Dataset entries
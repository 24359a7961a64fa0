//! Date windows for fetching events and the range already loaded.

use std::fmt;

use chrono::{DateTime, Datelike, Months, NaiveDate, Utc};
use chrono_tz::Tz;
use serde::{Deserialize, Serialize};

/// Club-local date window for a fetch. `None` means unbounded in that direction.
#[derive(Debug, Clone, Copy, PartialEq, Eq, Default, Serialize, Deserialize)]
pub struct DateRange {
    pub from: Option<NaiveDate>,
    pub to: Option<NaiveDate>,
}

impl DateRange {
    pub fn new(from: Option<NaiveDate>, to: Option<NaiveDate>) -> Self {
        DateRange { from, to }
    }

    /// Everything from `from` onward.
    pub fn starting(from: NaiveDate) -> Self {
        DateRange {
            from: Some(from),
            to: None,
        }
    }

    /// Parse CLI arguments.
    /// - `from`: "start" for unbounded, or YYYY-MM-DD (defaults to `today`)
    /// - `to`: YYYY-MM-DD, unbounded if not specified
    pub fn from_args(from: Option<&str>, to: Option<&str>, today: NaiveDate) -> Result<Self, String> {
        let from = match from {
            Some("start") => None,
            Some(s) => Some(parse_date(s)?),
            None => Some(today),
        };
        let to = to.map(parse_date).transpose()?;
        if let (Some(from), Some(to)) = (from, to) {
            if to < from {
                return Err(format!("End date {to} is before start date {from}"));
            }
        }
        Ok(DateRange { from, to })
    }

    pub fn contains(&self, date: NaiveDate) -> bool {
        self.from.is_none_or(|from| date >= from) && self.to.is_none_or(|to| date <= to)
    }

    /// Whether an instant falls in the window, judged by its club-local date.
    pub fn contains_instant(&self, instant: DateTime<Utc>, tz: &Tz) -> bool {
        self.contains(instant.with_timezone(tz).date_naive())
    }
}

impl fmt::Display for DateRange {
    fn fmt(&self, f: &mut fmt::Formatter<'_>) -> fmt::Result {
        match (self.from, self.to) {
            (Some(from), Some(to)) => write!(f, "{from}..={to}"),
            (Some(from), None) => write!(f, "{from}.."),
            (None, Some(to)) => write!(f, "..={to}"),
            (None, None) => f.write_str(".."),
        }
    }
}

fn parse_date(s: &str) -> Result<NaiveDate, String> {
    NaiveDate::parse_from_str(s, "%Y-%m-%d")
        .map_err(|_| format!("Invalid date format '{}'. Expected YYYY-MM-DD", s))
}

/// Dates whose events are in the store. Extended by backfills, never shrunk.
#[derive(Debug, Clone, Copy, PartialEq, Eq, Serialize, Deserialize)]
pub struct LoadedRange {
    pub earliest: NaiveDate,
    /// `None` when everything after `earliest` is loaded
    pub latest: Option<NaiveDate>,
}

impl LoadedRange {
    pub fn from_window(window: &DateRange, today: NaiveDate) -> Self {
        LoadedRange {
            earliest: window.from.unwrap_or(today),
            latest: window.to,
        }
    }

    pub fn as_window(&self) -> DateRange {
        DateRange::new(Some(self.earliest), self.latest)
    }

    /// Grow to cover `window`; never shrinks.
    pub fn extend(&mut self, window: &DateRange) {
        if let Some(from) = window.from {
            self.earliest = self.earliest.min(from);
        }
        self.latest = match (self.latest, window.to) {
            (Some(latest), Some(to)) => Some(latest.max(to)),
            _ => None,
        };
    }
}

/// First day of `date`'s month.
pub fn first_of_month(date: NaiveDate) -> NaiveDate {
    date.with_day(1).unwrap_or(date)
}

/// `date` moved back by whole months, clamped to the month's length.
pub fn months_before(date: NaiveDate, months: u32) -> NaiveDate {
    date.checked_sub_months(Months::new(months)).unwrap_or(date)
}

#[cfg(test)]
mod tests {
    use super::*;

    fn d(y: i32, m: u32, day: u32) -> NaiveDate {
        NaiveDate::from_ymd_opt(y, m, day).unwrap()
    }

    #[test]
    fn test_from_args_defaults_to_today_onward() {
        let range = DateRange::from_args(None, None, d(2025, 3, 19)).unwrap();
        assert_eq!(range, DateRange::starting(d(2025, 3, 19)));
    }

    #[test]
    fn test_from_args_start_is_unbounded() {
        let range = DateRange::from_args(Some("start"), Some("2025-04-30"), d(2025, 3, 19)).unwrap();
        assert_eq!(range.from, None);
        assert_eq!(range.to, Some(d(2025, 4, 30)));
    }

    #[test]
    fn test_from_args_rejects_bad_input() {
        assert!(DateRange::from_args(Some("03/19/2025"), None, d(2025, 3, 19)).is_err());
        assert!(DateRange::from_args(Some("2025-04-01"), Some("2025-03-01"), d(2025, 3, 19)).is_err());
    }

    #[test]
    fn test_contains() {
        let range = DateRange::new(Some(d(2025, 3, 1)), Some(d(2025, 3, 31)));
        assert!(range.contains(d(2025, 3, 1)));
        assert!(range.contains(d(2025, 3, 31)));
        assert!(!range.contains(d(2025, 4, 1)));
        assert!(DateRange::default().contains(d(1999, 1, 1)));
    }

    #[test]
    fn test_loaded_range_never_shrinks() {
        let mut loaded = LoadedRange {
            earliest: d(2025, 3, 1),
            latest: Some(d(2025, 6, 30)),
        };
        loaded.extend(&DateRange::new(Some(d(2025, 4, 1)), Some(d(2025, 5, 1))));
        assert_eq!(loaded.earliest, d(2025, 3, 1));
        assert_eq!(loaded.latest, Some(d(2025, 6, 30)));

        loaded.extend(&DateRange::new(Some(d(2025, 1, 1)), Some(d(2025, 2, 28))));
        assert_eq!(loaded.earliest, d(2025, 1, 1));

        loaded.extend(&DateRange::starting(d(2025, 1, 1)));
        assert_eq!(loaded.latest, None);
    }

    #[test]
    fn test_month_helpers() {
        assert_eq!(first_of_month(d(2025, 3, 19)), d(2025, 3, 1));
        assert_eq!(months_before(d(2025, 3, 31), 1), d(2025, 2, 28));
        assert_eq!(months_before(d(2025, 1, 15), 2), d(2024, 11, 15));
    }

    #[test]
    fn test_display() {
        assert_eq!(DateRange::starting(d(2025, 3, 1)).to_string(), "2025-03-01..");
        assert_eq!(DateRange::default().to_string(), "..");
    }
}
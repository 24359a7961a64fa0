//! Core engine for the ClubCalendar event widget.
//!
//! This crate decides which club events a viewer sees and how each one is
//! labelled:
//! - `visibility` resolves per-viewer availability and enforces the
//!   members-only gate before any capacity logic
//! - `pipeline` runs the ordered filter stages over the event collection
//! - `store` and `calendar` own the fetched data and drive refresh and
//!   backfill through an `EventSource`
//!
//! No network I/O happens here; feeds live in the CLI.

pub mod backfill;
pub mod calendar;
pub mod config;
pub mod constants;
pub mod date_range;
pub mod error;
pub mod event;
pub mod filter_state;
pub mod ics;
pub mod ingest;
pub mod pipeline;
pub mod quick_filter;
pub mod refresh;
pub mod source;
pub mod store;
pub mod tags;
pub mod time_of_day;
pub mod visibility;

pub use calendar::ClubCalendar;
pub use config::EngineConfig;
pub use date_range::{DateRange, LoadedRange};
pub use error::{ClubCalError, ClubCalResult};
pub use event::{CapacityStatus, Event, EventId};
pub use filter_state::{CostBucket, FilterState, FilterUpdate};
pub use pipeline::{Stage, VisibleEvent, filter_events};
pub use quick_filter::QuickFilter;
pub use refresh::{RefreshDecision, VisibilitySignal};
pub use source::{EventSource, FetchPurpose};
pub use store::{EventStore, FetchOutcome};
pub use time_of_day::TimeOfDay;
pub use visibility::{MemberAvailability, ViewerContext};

-- What you will do --
All of the records must be retyped exactly as they are.

-- Response box --
repository 24359a7961a64fa0
//! Date windows for fetching events and the range already loaded.

use std::fmt;

use chrono::{DateTime, Datelike, Months, NaiveDate, Utc};
use chrono_tz::Tz;
use serde::{Deserialize, Serialize};

/// Club-local date window for a fetch. `None` means unbounded in that direction.
#[derive(Debug, Clone, Copy, PartialEq, Eq, Default, Serialize, Deserialize)]
pub struct DateRange {
    pub from: Option<NaiveDate>,
    pub to: Option<NaiveDate>,
}

impl DateRange {
    pub fn new(from: Option<NaiveDate>, to: Option<NaiveDate>) -> Self {
        DateRange { from, to }
    }

    /// Everything from `from` onward.
    pub fn starting(from: NaiveDate) -> Self {
        DateRange {
            from: Some(from),
            to: None,
        }
    }

    /// Parse CLI arguments.
    /// - `from`: "start" for unbounded, or YYYY-MM-DD (defaults to `today`)
    /// - `to`: YYYY-MM-DD, unbounded if not specified
    pub fn from_args(from: Option<&str>, to: Option<&str>, today: NaiveDate) -> Result<Self, String> {
        let from = match from {
            Some("start") => None,
            Some(s) => Some(parse_date(s)?),
            None => Some(today),
        };
        let to = to.map(parse_date).transpose()?;
        if let (Some(from), Some(to)) = (from, to) {
            if to < from {
                return Err(format!("End date {to} is before start date {from}"));
            }
        }
        Ok(DateRange { from, to })
    }

    pub fn contains(&self, date: NaiveDate) -> bool {
        self.from.is_none_or(|from| date >= from) && self.to.is_none_or(|to| date <= to)
    }

    /// Whether an instant falls in the window, judged by its club-local date.
    pub fn contains_instant(&self, instant: DateTime<Utc>, tz: &Tz) -> bool {
        self.contains(instant.with_timezone(tz).date_naive())
    }
}

impl fmt::Display for DateRange {
    fn fmt(&self, f: &mut fmt::Formatter<'_>) -> fmt::Result {
        match (self.from, self.to) {
            (Some(from), Some(to)) => write!(f, "{from}..={to}"),
            (Some(from), None) => write!(f, "{from}.."),
            (None, Some(to)) => write!(f, "..={to}"),
            (None, None) => f.write_str(".."),
        }
    }
}

fn parse_date(s: &str) -> Result<NaiveDate, String> {
    NaiveDate::parse_from_str(s, "%Y-%m-%d")
        .map_err(|_| format!("Invalid date format '{}'. Expected YYYY-MM-DD", s))
}

/// Dates whose events are in the store. Extended by backfills, never shrunk.
#[derive(Debug, Clone, Copy, PartialEq, Eq, Serialize, Deserialize)]
pub struct LoadedRange {
    pub earliest: NaiveDate,
    /// `None` when everything after `earliest` is loaded
    pub latest: Option<NaiveDate>,
}

impl LoadedRange {
    pub fn from_window(window: &DateRange, today: NaiveDate) -> Self {
        LoadedRange {
            earliest: window.from.unwrap_or(today),
            latest: window.to,
        }
    }

    pub fn as_window(&self) -> DateRange {
        DateRange::new(Some(self.earliest), self.latest)
    }

    /// Grow to cover `window`; never shrinks.
    pub fn extend(&mut self, window: &DateRange) {
        if let Some(from) = window.from {
            self.earliest = self.earliest.min(from);
        }
        self.latest = match (self.latest, window.to) {
            (Some(latest), Some(to)) => Some(latest.max(to)),
            _ => None,
        };
    }
}

/// First day of `date`'s month.
pub fn first_of_month(date: NaiveDate) -> NaiveDate {
    date.with_day(1).unwrap_or(date)
}

/// `date` moved back by whole months, clamped to the month's length.
pub fn months_before(date: NaiveDate, months: u32) -> NaiveDate {
    date.checked_sub_months(Months::new(months)).unwrap_or(date)
}

#[cfg(test)]
mod tests {
    use super::*;

    fn d(y: i32, m: u32, day: u32) -> NaiveDate {
        NaiveDate::from_ymd_opt(y, m, day).unwrap()
    }

    #[test]
    fn test_from_args_defaults_to_today_onward() {
        let range = DateRange::from_args(None, None, d(2025, 3, 19)).unwrap();
        assert_eq!(range, DateRange::starting(d(2025, 3, 19)));
    }

    #[test]
    fn test_from_args_start_is_unbounded() {
        let range = DateRange::from_args(Some("start"), Some("2025-04-30"), d(2025, 3, 19)).unwrap();
        assert_eq!(range.from, None);
        assert_eq!(range.to, Some(d(2025, 4, 30)));
    }

    #[test]
    fn test_from_args_rejects_bad_input() {
        assert!(DateRange::from_args(Some("03/19/2025"), None, d(2025, 3, 19)).is_err());
        assert!(DateRange::from_args(Some("2025-04-01"), Some("2025-03-01"), d(2025, 3, 19)).is_err());
    }

    #[test]
    fn test_contains() {
        let range = DateRange::new(Some(d(2025, 3, 1)), Some(d(2025, 3, 31)));
        assert!(range.contains(d(2025, 3, 1)));
        assert!(range.contains(d(2025, 3, 31)));
        assert!(!range.contains(d(2025, 4, 1)));
        assert!(DateRange::default().contains(d(1999, 1, 1)));
    }

    #[test]
    fn test_loaded_range_never_shrinks() {
        let mut loaded = LoadedRange {
            earliest: d(2025, 3, 1),
            latest: Some(d(2025, 6, 30)),
        };
        loaded.extend(&DateRange::new(Some(d(2025, 4, 1)), Some(d(2025, 5, 1))));
        assert_eq!(loaded.earliest, d(2025, 3, 1));
        assert_eq!(loaded.latest, Some(d(2025, 6, 30)));

        loaded.extend(&DateRange::new(Some(d(2025, 1, 1)), Some(d(2025, 2, 28))));
        assert_eq!(loaded.earliest, d(2025, 1, 1));

        loaded.extend(&DateRange::starting(d(2025, 1, 1)));
        assert_eq!(loaded.latest, None);
    }

    #[test]
    fn test_month_helpers() {
        assert_eq!(first_of_month(d(2025, 3, 19)), d(2025, 3, 1));
        assert_eq!(months_before(d(2025, 3, 31), 1), d(2025, 2, 28));
        assert_eq!(months_before(d(2025, 1, 15), 2), d(2024, 11, 15));
    }

    #[test]
    fn test_display() {
        assert_eq!(DateRange::starting(d(2025, 3, 1)).to_string(), "2025-03-01..");
        assert_eq!(DateRange::default().to_string(), "..");
    }
}
repository 24359a7961a64fa0
//! Core engine for the ClubCalendar event widget.
//!
//! This crate decides which club events a viewer sees and how each one is
//! labelled:
//! - `visibility` resolves per-viewer availability and enforces the
//!   members-only gate before any capacity logic
//! - `pipeline` runs the ordered filter stages over the event collection
//! - `store` and `calendar` own the fetched data and drive refresh and
//!   backfill through an `EventSource`
//!
//! No network I/O happens here; feeds live in the CLI.

pub mod backfill;
pub mod calendar;
pub mod config;
pub mod constants;
pub mod date_range;
pub mod error;
pub mod event;
pub mod filter_state;
pub mod ics;
pub mod ingest;
pub mod pipeline;
pub mod quick_filter;
pub mod refresh;
pub mod source;
pub mod store;
pub mod tags;
pub mod time_of_day;
pub mod visibility;

pub use calendar::ClubCalendar;
pub use config::EngineConfig;
pub use date_range::{DateRange, LoadedRange};
pub use error::{ClubCalError, ClubCalResult};
pub use event::{CapacityStatus, Event, EventId};
pub use filter_state::{CostBucket, FilterState, FilterUpdate};
pub use pipeline::{Stage, VisibleEvent, filter_events};
pub use quick_filter::QuickFilter;
pub use refresh::{RefreshDecision, VisibilitySignal};
pub use source::{EventSource, FetchPurpose};
pub use store::{EventStore, FetchOutcome};
pub use time_of_day::TimeOfDay;
pub use visibility::{MemberAvailability, ViewerContext};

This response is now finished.